Using Neural Networks to Uncover Computational Structure and Reducibility
When a neural network (NN) achieves drastic runtime improvements (sometimes 1000x!) or more, while maintaining or exceeding traditional algorithmic performance across a representative domain (e.g., 5000x speedup with 100% accuracy across all test cases), it raises a compelling set of questions:
- Has the NN discovered a more efficient algorithm?
- Is it simply better at utilizing modern compute (e.g., parallelism, GPUs)?
- Or is it a bit of both?
If the reality leans toward the first possibility, it suggests something intriguing: that neural networks might be implicitly exploiting latent computational structures or shortcuts that classical, human-designed algorithms have overlooked.
Recent examples suggest that neural networks are capable of uncovering parsimonious, structured representations from data, particularly in physics and symbolic domains:
- AI Feynman 1 2 demonstrated neural-assisted symbolic regression, recovering compact, interpretable physical laws.
- AlphaTensor 3 discovered novel matrix multiplication algorithms faster than previously known human-designed ones, revealing entirely new computational approaches.
- Research by Desai & Strachanand 4 and by Cranmer, Lemos et al. 5 showed neural networks rediscovering known physical principles (including orbital mechanics) purely from data, again hinting at hidden structural patterns.
While this doesn’t directly confirm that NNs are discovering fundamentally more efficient algorithms (as posed in question 1 above), it does strongly suggest that such a capability may exist under the right conditions. Building on this, I believe that neural networks may ultimately reveal genuinely novel computational shortcuts, indicating forms of hidden reducibility that traditional algorithmic approaches have not yet formalized.
If we develop methods to successfully extract or synthesize formalized algorithms from neural networks, then we could potentially combine the best aspects of both approaches: interpretable algorithms that we can formally reason about (e.g., providing rigorous safety guarantees), while potentially achieving even better performance by avoiding reliance on over-parameterized, overfit neural approximations. I have not properly surveyed published research in this domain, but I suspect that using neural networks as tools for discovering latent algorithmic structure and synthesizing new algorithms is under-explored and rich with potential.
Outstanding key questions I have:
- What criteria distinguish algorithmic behavior from data interpolation or memorization?
- How to convert NN weights into symbolic and/or procedural logic?

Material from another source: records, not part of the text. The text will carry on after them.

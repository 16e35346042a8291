//! API relay (v1)
//!
//! # Architecture Overview
//!
//! ```text
//!                  ┌────────────────────────────────────────────────────┐
//!                  │                     API RELAY                       │
//!                  │                                                     │
//!   Admin client   │  ┌─────────┐      ┌──────────────┐                  │
//!   ───────────────┼─▶│  admin  │─────▶│ ConfigStore  │◀──── db.json     │
//!                  │  │ routes  │      └──────┬───────┘                  │
//!                  │  └─────────┘             │ get(id)                  │
//!   Proxy client   │  ┌─────────┐      ┌──────▼───────┐    ┌──────────┐ │
//!   ───────────────┼─▶│  proxy  │─────▶│ ProxyGateway │───▶│ upstream │─┼──▶ External API
//!   ◀──────────────┼──│ handler │◀─────│  pipeline    │◀───│  call    │◀┼───
//!                  │  └─────────┘      └──────────────┘    └──────────┘ │
//!                  │                                                     │
//!                  │  config · observability · lifecycle                 │
//!                  └────────────────────────────────────────────────────┘
//! ```

use std::path::PathBuf;
use std::sync::Arc;

use clap::Parser;
use tokio::net::TcpListener;

use api_relay::config::{load_config, GatewayConfig};
use api_relay::lifecycle::{signals, Shutdown};
use api_relay::observability::{logging, metrics};
use api_relay::{ConfigStore, HttpServer, ProxyGateway};

#[derive(Parser)]
#[command(name = "api-relay")]
#[command(about = "Configurable external-API relay", long_about = None)]
struct Args {
    /// Settings file (TOML). Defaults apply when omitted.
    #[arg(short, long)]
    config: Option<PathBuf>,

    /// Override listener.bind_address.
    #[arg(long)]
    bind: Option<String>,

    /// Override store.path.
    #[arg(long)]
    store: Option<String>,
}

#[tokio::main]
async fn main() -> Result<(), Box<dyn std::error::Error>> {
    let args = Args::parse();

    let mut config = match &args.config {
        Some(path) => load_config(path)?,
        None => GatewayConfig::default(),
    };
    if let Some(bind) = args.bind {
        config.listener.bind_address = bind;
    }
    if let Some(store) = args.store {
        config.store.path = store;
    }
    if let Err(errors) = api_relay::config::validation::validate_config(&config) {
        return Err(api_relay::config::ConfigError::Validation(errors).into());
    }

    logging::init_logging(&config.observability);

    tracing::info!("api-relay v{} starting", env!("CARGO_PKG_VERSION"));
    tracing::info!(
        bind_address = %config.listener.bind_address,
        store = %config.store.path,
        request_timeout_secs = config.upstream.request_timeout_secs,
        "Configuration loaded"
    );

    if config.observability.metrics_enabled {
        match config.observability.metrics_address.parse() {
            Ok(addr) => metrics::init_metrics(addr),
            Err(_) => tracing::error!(
                metrics_address = %config.observability.metrics_address,
                "Failed to parse metrics address"
            ),
        }
    }

    let store = Arc::new(ConfigStore::open(&config.store.path).await?);
    let gateway = Arc::new(ProxyGateway::new(store, &config.upstream)?);

    let listener = TcpListener::bind(&config.listener.bind_address).await?;
    tracing::info!(address = %listener.local_addr()?, "Listening for connections");

    let shutdown = Shutdown::new();
    let server = HttpServer::new(config, gateway);
    let server_shutdown = shutdown.subscribe();
    let server_task = tokio::spawn(server.run(listener, server_shutdown));

    signals::wait_for_signal().await;
    shutdown.trigger();

    server_task.await??;

    tracing::info!("Shutdown complete");
    Ok(())
}
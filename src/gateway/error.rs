use thiserror::Error;

use crate::store::StoreError;

/// Terminal failures of a proxied call. Nothing is retried.
#[derive(Debug, Error)]
pub enum ProxyError {
    #[error("config '{0}' not found")]
    ConfigNotFound(String),

    #[error("config '{0}' is disabled")]
    ConfigDisabled(String),

    #[error("missing required field: {0}")]
    MissingRequiredField(String),

    #[error("invalid request body: {0}")]
    InvalidRequestBody(String),

    #[error("external URL could not be built: {0}")]
    InvalidUpstreamUrl(String),

    #[error("upstream unreachable: {0}")]
    UpstreamUnreachable(String),

    #[error("upstream returned status {status}")]
    UpstreamError { status: u16, body: String },

    #[error("upstream response is not valid JSON: {0}")]
    UpstreamInvalidResponse(String),

    #[error("upstream response exceeds {0} bytes")]
    UpstreamResponseTooLarge(usize),

    #[error("required field \"{0}\" missing from upstream response")]
    UpstreamMissingField(String),

    #[error(transparent)]
    Storage(StoreError),
}

impl ProxyError {
    /// Stable machine-readable error kind.
    pub fn kind(&self) -> &'static str {
        match self {
            ProxyError::ConfigNotFound(_) => "config_not_found",
            ProxyError::ConfigDisabled(_) => "config_disabled",
            ProxyError::MissingRequiredField(_) => "missing_required_field",
            ProxyError::InvalidRequestBody(_) => "invalid_request_body",
            ProxyError::InvalidUpstreamUrl(_) => "invalid_upstream_url",
            ProxyError::UpstreamUnreachable(_) => "upstream_unreachable",
            ProxyError::UpstreamError { .. } => "upstream_error",
            ProxyError::UpstreamInvalidResponse(_) => "upstream_invalid_response",
            ProxyError::UpstreamResponseTooLarge(_) => "upstream_response_too_large",
            ProxyError::UpstreamMissingField(_) => "upstream_missing_field",
            ProxyError::Storage(e) => e.kind(),
        }
    }
}

impl From<StoreError> for ProxyError {
    fn from(e: StoreError) -> Self {
        match e {
            StoreError::NotFound(id) => ProxyError::ConfigNotFound(id),
            other => ProxyError::Storage(other),
        }
    }
}
//! Configuration loading from disk.

use std::fs;
use std::path::Path;

use thiserror::Error;

use crate::config::schema::GatewayConfig;
use crate::config::validation::{validate_config, ValidationError};

/// Error type for configuration loading.
#[derive(Debug, Error)]
pub enum ConfigError {
    #[error("IO error: {0}")]
    Io(#[from] std::io::Error),

    #[error("Parse error: {0}")]
    Parse(#[from] toml::de::Error),

    #[error("Validation failed: {}", join(.0))]
    Validation(Vec<ValidationError>),
}

fn join(errors: &[ValidationError]) -> String {
    errors
        .iter()
        .map(ToString::to_string)
        .collect::<Vec<_>>()
        .join(", ")
}

/// Load and validate configuration from a TOML file.
pub fn load_config(path: &Path) -> Result<GatewayConfig, ConfigError> {
    let content = fs::read_to_string(path)?;
    parse_config(&content)
}

/// Parse and validate configuration from TOML text.
pub fn parse_config(content: &str) -> Result<GatewayConfig, ConfigError> {
    let config: GatewayConfig = toml::from_str(content)?;

    validate_config(&config).map_err(ConfigError::Validation)?;

    Ok(config)
}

- NNs knowledge is highly distributed and entangled across its many weights and activations. Tools to reverse engineer (like mechanistic interpretability) or distill these learned computational procedures into symbolic or procedural forms.
- How should we train NNs to make them amenable to this type of program extraction / synthesis?
I look forward to seeing more researchers explore this promising intersection between neural network discovery and formal algorithm synthesis, as it may hold significant potential for advancing both theory and practice.
UPDATE (05-10-2025)
Further investigation confirms that researchers have recently made meaningful strides toward the goal of extracting interpretable algorithms from trained neural networks:
- Decision Trees from Neural Policies: SymbolicPCC 6 distilled a deep RL congestion control policy into a symbolic decision tree that retains and even exceeds the original NN performance, providing a white-box, verifiable algorithm that can replace the “black-box” NN policy.
- Finite-State Machines from Transformers: this work 7 showed how to extract Moore machines (a type of deterministic finite automata) from transformer models by abstracting attention dynamics into structured automaton transitions, revealing formal grammar-like behavior in learned models.
- Pseudocode from Recurrent Networks: Mechanistic Interpretable Program Synthesis (MIPS) 8 9 directly reverse-engineered trained RNNs into human-readable Python code for dozens of algorithmic tasks. MIPS is one of the clearest example to date of converting raw neural weights into symbolic, procedural logic.
References
-
Udrescu & Tegmark (2020). AI Feynman: A physics-inspired method for symbolic regression. Science Advances, 6(16), eaay2631. ↩
-
Udrescu et al. (2020). AI Feynman 2.0: Pareto-optimal symbolic regression exploiting graph modularity. NeurIPS. ↩
-
Fawzi et al. (2022). Discovering faster matrix multiplication algorithms with reinforcement learning. Nature, 610(7930), 47–53. ↩
-
Desai & Strachan (2021). Parsimonious neural networks learn interpretable physical laws. Scientific Reports, 11, 12761. ↩
-
Lemos et al. (2023). Rediscovering orbital mechanics with machine learning. MLST, 4(4), 045002. ↩
-
Sharan, S. P., Zheng, W., Hsu, K. F., Xing, J., Chen, A., & Wang, Z. (2022). Symbolic distillation for learned TCP congestion control. Advances in Neural Information Processing Systems, 35, 10684-10695. ↩
-
Adriaensen, R., & Maene, J. (2024). Extracting Finite State Machines from Transformers. arXiv preprint arXiv:2410.06045. ↩
-
Tegmark, M., & Omohundro, S. (2023). Provably safe systems: the only path to controllable AGI. arXiv preprint arXiv:2309.01933. ↩
-
Michaud, E. J., Liao, I., Lad, V., Liu, Z., Mudide, A., Loughridge, C., … & Tegmark, M. (2024). Opening the ai black box: program synthesis via mechanistic interpretability. arXiv preprint arXiv:2402.05110. ↩